En effet, ses photos (du moins, celles que l’on connaît) se distinguent par les rapports de proximité, d’échange et de connivence, voire d’empathie, qu’elle établissait avec les gens qu’elle apprivoisait et photographiait, manifestement avec leur accord le plus souvent. Comme le dit si bien le photographe Joel Meyerowitz : « Elle était capable de rentrer dans l’espace d’un inconnu (en le photographiant de près) et de l’amener à jouer son jeu tout en restant lui-même ». Le Rolleiflex qu’elle utilisait, avec sa visée particulière impliquant une prise de vue depuis la taille du photographe vers le haut du sujet conférait à celui-ci une certaine dignité. Mais il permettait à Vivian Maier de faire aussi des photos à la sauvette (souvent magnifiques, même si certains sujets semblent contrariés à l’occasion). Dans un cas comme dans l’autre, elle s’éclipsait, elle disparaissait aussitôt de leur vie. Or, malgré cette présence fugace, on ne perçoit pas dans ses photos une volonté d’exploiter leur particularité, voire leur situation vulnérable, ni de voler leur âme pour en tirer profit. Au contraire, le regard par lequel elle les saisit dans leur déchéance physique, matérielle ou psychologique, ou dans leur statut atypique n’est jamais dévalorisant, ni cruel, ni moralisateur. Il est même empreint d’une certaine tendresse. Vivian Maier montre, sans porter de jugement, mais l’acuité de son regard est celle d’un faucon d’une espèce rare. Il faut savoir que, lors de ses ballades de santé, l’énigmatique Vivian Maier (1926-2009) amenait avec elle dans les pires quartiers les enfants des petits bourgeois américains dont elle avait la garde. Par leur seule présence, ces mioches l’aidaient sûrement à l’occasion à établir le contact avec ces marginaux des low bowery et autres quartiers malfamés dont elle a magnifiquement immortalisé l’image, en restituant par le fait même, sans complaisance, dès le début des années 1950, une autre image de l’Amérique, une autre image du mythe de l’American Dream.
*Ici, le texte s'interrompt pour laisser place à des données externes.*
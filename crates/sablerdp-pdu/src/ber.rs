//! Basic Encoding Rules, the subset used by the MCS Connect Initial and
//! Connect Response PDUs.
//!
//! Lengths use the short form for `0..=127` and the long form (`0x81 L`,
//! `0x82 hi lo`) above; longer lengths never occur in this protocol.
//! Integers are encoded minimally and non-negative.

use sablerdp_core::{cast_length, ensure_size, invalid_field_err, DecodeResult, EncodeResult, ReadCursor, WriteCursor};

#[repr(u8)]
pub(crate) enum Pc {
    Primitive = 0x00,
    Construct = 0x20,
}

#[repr(u8)]
enum Class {
    Universal = 0x00,
    Application = 0x40,
}

#[repr(u8)]
enum Tag {
    Boolean = 0x01,
    Integer = 0x02,
    OctetString = 0x04,
    Enumerated = 0x0A,
    Sequence = 0x10,
}

pub(crate) const SIZEOF_ENUMERATED: usize = 3;
pub(crate) const SIZEOF_BOOL: usize = 3;

const TAG_MASK: u8 = 0x1F;

pub(crate) fn sizeof_application_tag(tagnum: u8, length: u16) -> usize {
    let tag_len = if tagnum > 0x1E { 2 } else { 1 };

    sizeof_length(length) + tag_len
}

pub(crate) fn sizeof_sequence_tag(length: u16) -> usize {
    1 + sizeof_length(length)
}

pub(crate) fn sizeof_octet_string(length: u16) -> usize {
    1 + sizeof_length(length) + usize::from(length)
}

pub(crate) fn sizeof_integer(value: u32) -> usize {
    if value < 0x0000_0080 {
        3
    } else if value < 0x0000_8000 {
        4
    } else if value < 0x0080_0000 {
        5
    } else {
        6
    }
}

pub(crate) fn write_sequence_tag(stream: &mut WriteCursor<'_>, length: u16) -> EncodeResult<usize> {
    write_universal_tag(stream, Tag::Sequence, Pc::Construct)?;

    write_length(stream, length).map(|length| length + 1)
}

pub(crate) fn read_sequence_tag(stream: &mut ReadCursor<'_>) -> DecodeResult<u16> {
    ensure_size!(in: stream, size: 1);
    let identifier = stream.read_u8();

    if identifier != Class::Universal as u8 | Pc::Construct as u8 | (TAG_MASK & Tag::Sequence as u8) {
        Err(invalid_field_err!("identifier", "invalid sequence tag identifier"))
    } else {
        read_length(stream)
    }
}

/// Application tags use the single-byte form for tag numbers below 31 and the
/// `0x7F`-prefixed multi-byte form otherwise (the MCS Connect PDUs use tag
/// numbers 101 and 102).
pub(crate) fn write_application_tag(stream: &mut WriteCursor<'_>, tagnum: u8, length: u16) -> EncodeResult<usize> {
    ensure_size!(in: stream, size: sizeof_application_tag(tagnum, length));

    let taglen = if tagnum > 0x1E {
        stream.write_u8(Class::Application as u8 | Pc::Construct as u8 | TAG_MASK);
        stream.write_u8(tagnum);
        2
    } else {
        stream.write_u8(Class::Application as u8 | Pc::Construct as u8 | (TAG_MASK & tagnum));
        1
    };

    write_length(stream, length).map(|length| length + taglen)
}

pub(crate) fn read_application_tag(stream: &mut ReadCursor<'_>, tagnum: u8) -> DecodeResult<u16> {
    ensure_size!(in: stream, size: 1);
    let identifier = stream.read_u8();

    if tagnum > 0x1E {
        if identifier != Class::Application as u8 | Pc::Construct as u8 | TAG_MASK {
            return Err(invalid_field_err!("identifier", "invalid application tag identifier"));
        }
        ensure_size!(in: stream, size: 1);
        if stream.read_u8() != tagnum {
            return Err(invalid_field_err!("tagnum", "unexpected application tag number"));
        }
    } else if identifier != Class::Application as u8 | Pc::Construct as u8 | (TAG_MASK & tagnum) {
        return Err(invalid_field_err!("identifier", "invalid application tag identifier"));
    }

    read_length(stream)
}

pub(crate) fn write_enumerated(stream: &mut WriteCursor<'_>, enumerated: u8) -> EncodeResult<usize> {
    let mut size = 0;
    size += write_universal_tag(stream, Tag::Enumerated, Pc::Primitive)?;
    size += write_length(stream, 1)?;
    ensure_size!(in: stream, size: 1);
    stream.write_u8(enumerated);
    size += 1;

    Ok(size)
}

pub(crate) fn read_enumerated(stream: &mut ReadCursor<'_>, count: u8) -> DecodeResult<u8> {
    read_universal_tag(stream, Tag::Enumerated, Pc::Primitive)?;

    let length = read_length(stream)?;
    if length != 1 {
        return Err(invalid_field_err!("len", "invalid enumerated len"));
    }

    ensure_size!(in: stream, size: 1);
    let enumerated = stream.read_u8();
    if enumerated == u8::MAX || enumerated + 1 > count {
        return Err(invalid_field_err!("enumerated", "invalid enumerated value"));
    }

    Ok(enumerated)
}

pub(crate) fn write_integer(stream: &mut WriteCursor<'_>, value: u32) -> EncodeResult<usize> {
    write_universal_tag(stream, Tag::Integer, Pc::Primitive)?;

    // A leading zero byte keeps the encoding non-negative when the top bit
    // of the next byte is set.
    if value < 0x0000_0080 {
        write_length(stream, 1)?;
        ensure_size!(in: stream, size: 1);
        stream.write_u8(value as u8);

        Ok(3)
    } else if value < 0x0000_8000 {
        write_length(stream, 2)?;
        ensure_size!(in: stream, size: 2);
        stream.write_u16_be(value as u16);

        Ok(4)
    } else if value < 0x0080_0000 {
        write_length(stream, 3)?;
        ensure_size!(in: stream, size: 3);
        stream.write_u8((value >> 16) as u8);
        stream.write_u16_be((value & 0xFFFF) as u16);

        Ok(5)
    } else {
        write_length(stream, 4)?;
        ensure_size!(in: stream, size: 4);
        stream.write_u32_be(value);

        Ok(6)
    }
}

pub(crate) fn read_integer(stream: &mut ReadCursor<'_>) -> DecodeResult<u64> {
    read_universal_tag(stream, Tag::Integer, Pc::Primitive)?;
    let length = read_length(stream)?;

    match length {
        1 => {
            ensure_size!(in: stream, size: 1);
            Ok(u64::from(stream.read_u8()))
        }
        2 => {
            ensure_size!(in: stream, size: 2);
            Ok(u64::from(stream.read_u16_be()))
        }
        3 => {
            ensure_size!(in: stream, size: 3);
            let a = stream.read_u8();
            let b = stream.read_u16_be();

            Ok(u64::from(b) + (u64::from(a) << 16))
        }
        4 => {
            ensure_size!(in: stream, size: 4);
            Ok(u64::from(stream.read_u32_be()))
        }
        8 => {
            ensure_size!(in: stream, size: 8);
            Ok(stream.read_u64_be())
        }
        _ => Err(invalid_field_err!("len", "invalid integer len")),
    }
}

pub(crate) fn write_bool(stream: &mut WriteCursor<'_>, value: bool) -> EncodeResult<usize> {
    let mut size = 0;
    size += write_universal_tag(stream, Tag::Boolean, Pc::Primitive)?;
    size += write_length(stream, 1)?;

    ensure_size!(in: stream, size: 1);
    stream.write_u8(if value { 0xFF } else { 0x00 });
    size += 1;

    Ok(size)
}

pub(crate) fn read_bool(stream: &mut ReadCursor<'_>) -> DecodeResult<bool> {
    read_universal_tag(stream, Tag::Boolean, Pc::Primitive)?;
    let length = read_length(stream)?;

    if length != 1 {
        return Err(invalid_field_err!("len", "invalid boolean len"));
    }

    ensure_size!(in: stream, size: 1);
    Ok(stream.read_u8() != 0)
}

pub(crate) fn write_octet_string(stream: &mut WriteCursor<'_>, value: &[u8]) -> EncodeResult<usize> {
    let tag_size = write_octet_string_tag(stream, cast_length!("len", value.len())?)?;
    ensure_size!(in: stream, size: value.len());
    stream.write_slice(value);
    Ok(tag_size + value.len())
}

pub(crate) fn write_octet_string_tag(stream: &mut WriteCursor<'_>, length: u16) -> EncodeResult<usize> {
    write_universal_tag(stream, Tag::OctetString, Pc::Primitive)?;
    write_length(stream, length).map(|length| length + 1)
}

pub(crate) fn read_octet_string(stream: &mut ReadCursor<'_>) -> DecodeResult<Vec<u8>> {
    let length = usize::from(read_octet_string_tag(stream)?);

    ensure_size!(in: stream, size: length);
    let buffer = stream.read_slice(length);

    Ok(buffer.into())
}

pub(crate) fn read_octet_string_tag(stream: &mut ReadCursor<'_>) -> DecodeResult<u16> {
    read_universal_tag(stream, Tag::OctetString, Pc::Primitive)?;
    read_length(stream)
}

fn write_universal_tag(stream: &mut WriteCursor<'_>, tag: Tag, pc: Pc) -> EncodeResult<usize> {
    ensure_size!(in: stream, size: 1);

    let identifier = Class::Universal as u8 | pc as u8 | (TAG_MASK & tag as u8);
    stream.write_u8(identifier);

    Ok(1)
}

fn read_universal_tag(stream: &mut ReadCursor<'_>, tag: Tag, pc: Pc) -> DecodeResult<()> {
    ensure_size!(in: stream, size: 1);

    let identifier = stream.read_u8();

    if identifier != Class::Universal as u8 | pc as u8 | (TAG_MASK & tag as u8) {
        Err(invalid_field_err!("identifier", "invalid universal tag identifier"))
    } else {
        Ok(())
    }
}

pub(crate) fn write_length(stream: &mut WriteCursor<'_>, length: u16) -> EncodeResult<usize> {
    ensure_size!(in: stream, size: sizeof_length(length));

    if length > 0xFF {
        stream.write_u8(0x80 ^ 0x2);
        stream.write_u16_be(length);

        Ok(3)
    } else if length > 0x7F {
        stream.write_u8(0x80 ^ 0x1);
        stream.write_u8(length as u8);

        Ok(2)
    } else {
        stream.write_u8(length as u8);

        Ok(1)
    }
}

pub(crate) fn read_length(stream: &mut ReadCursor<'_>) -> DecodeResult<u16> {
    ensure_size!(in: stream, size: 1);
    let byte = stream.read_u8();

    if byte & 0x80 != 0 {
        let len = byte & !0x80;

        if len == 1 {
            ensure_size!(in: stream, size: 1);
            Ok(u16::from(stream.read_u8()))
        } else if len == 2 {
            ensure_size!(in: stream, size: 2);
            Ok(stream.read_u16_be())
        } else {
            Err(invalid_field_err!("len", "invalid length of the length"))
        }
    } else {
        Ok(u16::from(byte))
    }
}

pub(crate) fn sizeof_length(length: u16) -> usize {
    if length > 0xFF {
        3
    } else if length > 0x7F {
        2
    } else {
        1
    }
}

#[cfg(test)]
mod tests {
    use super::*;

    use proptest::prelude::*;

    #[test]
    fn length_127_uses_short_form() {
        let mut buf = [0x0; 1];
        let mut cur = WriteCursor::new(&mut buf);
        assert_eq!(write_length(&mut cur, 127).unwrap(), 1);
        assert_eq!(buf, [0x7F]);
    }

    #[test]
    fn length_128_uses_long_form() {
        let mut buf = [0x0; 2];
        let mut cur = WriteCursor::new(&mut buf);
        assert_eq!(write_length(&mut cur, 128).unwrap(), 2);
        assert_eq!(buf, [0x81, 0x80]);
    }

    #[test]
    fn length_above_255_uses_two_byte_long_form() {
        let mut buf = [0x0; 3];
        let mut cur = WriteCursor::new(&mut buf);
        assert_eq!(write_length(&mut cur, 0x0212).unwrap(), 3);
        assert_eq!(buf, [0x82, 0x02, 0x12]);
    }

    #[test]
    fn read_length_rejects_oversized_length_of_length() {
        let buf = [0x83, 0x01, 0x02, 0x03];
        let mut cur = ReadCursor::new(&buf);
        assert!(read_length(&mut cur).is_err());
    }

    proptest! {
        #[test]
        fn length_round_trip(length in 0u16..=u16::MAX) {
            let mut buf = [0u8; 3];
            let mut cur = WriteCursor::new(&mut buf);
            let written = write_length(&mut cur, length).unwrap();

            let mut cur = ReadCursor::new(&buf[..written]);
            prop_assert_eq!(read_length(&mut cur).unwrap(), length);
        }

        #[test]
        fn integer_round_trip(value in 0u32..0x8000_0000) {
            let mut buf = [0u8; 6];
            let mut cur = WriteCursor::new(&mut buf);
            let written = write_integer(&mut cur, value).unwrap();

            // No encoding ever begins with a byte that would parse as negative.
            let content = &buf[2..written];
            prop_assert!(content[0] & 0x80 == 0);

            let mut cur = ReadCursor::new(&buf[..written]);
            prop_assert_eq!(read_integer(&mut cur).unwrap(), u64::from(value));
        }
    }

    #[test]
    fn write_sequence_tag_is_correct() {
        let mut buf = [0x0; 4];
        let mut cur = WriteCursor::new(&mut buf);
        assert_eq!(write_sequence_tag(&mut cur, 0x1A5).unwrap(), 4);
        assert_eq!(buf, [0x30, 0x82, 0x01, 0xA5]);
    }

    #[test]
    fn application_tag_above_30_uses_multi_byte_form() {
        let mut buf = [0x0; 3];
        let mut cur = WriteCursor::new(&mut buf);
        assert_eq!(write_application_tag(&mut cur, 101, 0x10).unwrap(), 3);
        assert_eq!(buf, [0x7F, 0x65, 0x10]);

        let mut cur = ReadCursor::new(&buf);
        assert_eq!(read_application_tag(&mut cur, 101).unwrap(), 0x10);
    }

    #[test]
    fn application_tag_below_31_is_single_byte() {
        let mut buf = [0x0; 2];
        let mut cur = WriteCursor::new(&mut buf);
        assert_eq!(write_application_tag(&mut cur, 0x0A, 0x22).unwrap(), 2);
        assert_eq!(buf, [0x6A, 0x22]);
    }

    #[test]
    fn bool_round_trip() {
        let mut buf = [0x0; 3];
        let mut cur = WriteCursor::new(&mut buf);
        write_bool(&mut cur, true).unwrap();
        assert_eq!(buf, [0x01, 0x01, 0xFF]);

        let mut cur = ReadCursor::new(&buf);
        assert!(read_bool(&mut cur).unwrap());
    }

    #[test]
    fn octet_string_round_trip() {
        let payload = [0xDE, 0xAD, 0xBE, 0xEF];

        let mut buf = [0x0; 6];
        let mut cur = WriteCursor::new(&mut buf);
        assert_eq!(write_octet_string(&mut cur, &payload).unwrap(), 6);
        assert_eq!(buf[..2], [0x04, 0x04]);

        let mut cur = ReadCursor::new(&buf);
        assert_eq!(read_octet_string(&mut cur).unwrap(), payload.to_vec());
    }
}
John Maloof pose donc clairement la question relative à l’éthique de sa propre démarche, concernant le fait de rendre publique cette œuvre. N’est-il pas en train lui-même de violer un secret? Le film fournit finalement une réponse qui semble rallier tout le monde : Vivian Maier aurait apprécié que son œuvre soit connue de son vivant, à condition de rester elle-même dans l’ombre. Comme le résume si bien Edward “Joe” Matthews, qui dévoile aussi le côté sombre de la personnalité de la photographe : « C’est bien que cela survienne maintenant, après sa mort. De son vivant, ça l’aurait dérangée ». Mais, dépité, le cinéaste confesse que le milieu de l’art ne veut toujours pas reconnaître le travail exceptionnel de Vivian Maier, après les refus du MoMA et du Tate Modern de l’aider à faire connaître son œuvre, sous prétexte que les musées ne s’intéressent qu’au matériel réalisé et développé par l’artiste de son vivant afin de ne pas s’aventurer dans « l’interprétation » de son travail. Que dire alors de l’œuvre d’Eugene Atget acquise après son décès par le MoMA, ou de celle de Cartier Bresson qui faisait développer ses clichés par d’autres que lui? En s’accaparant cette œuvre dans laquelle il se reconnaît et qui circule dans les galeries de plusieurs grandes villes, le peuple, le commun des mortels semble en avoir décidé autrement.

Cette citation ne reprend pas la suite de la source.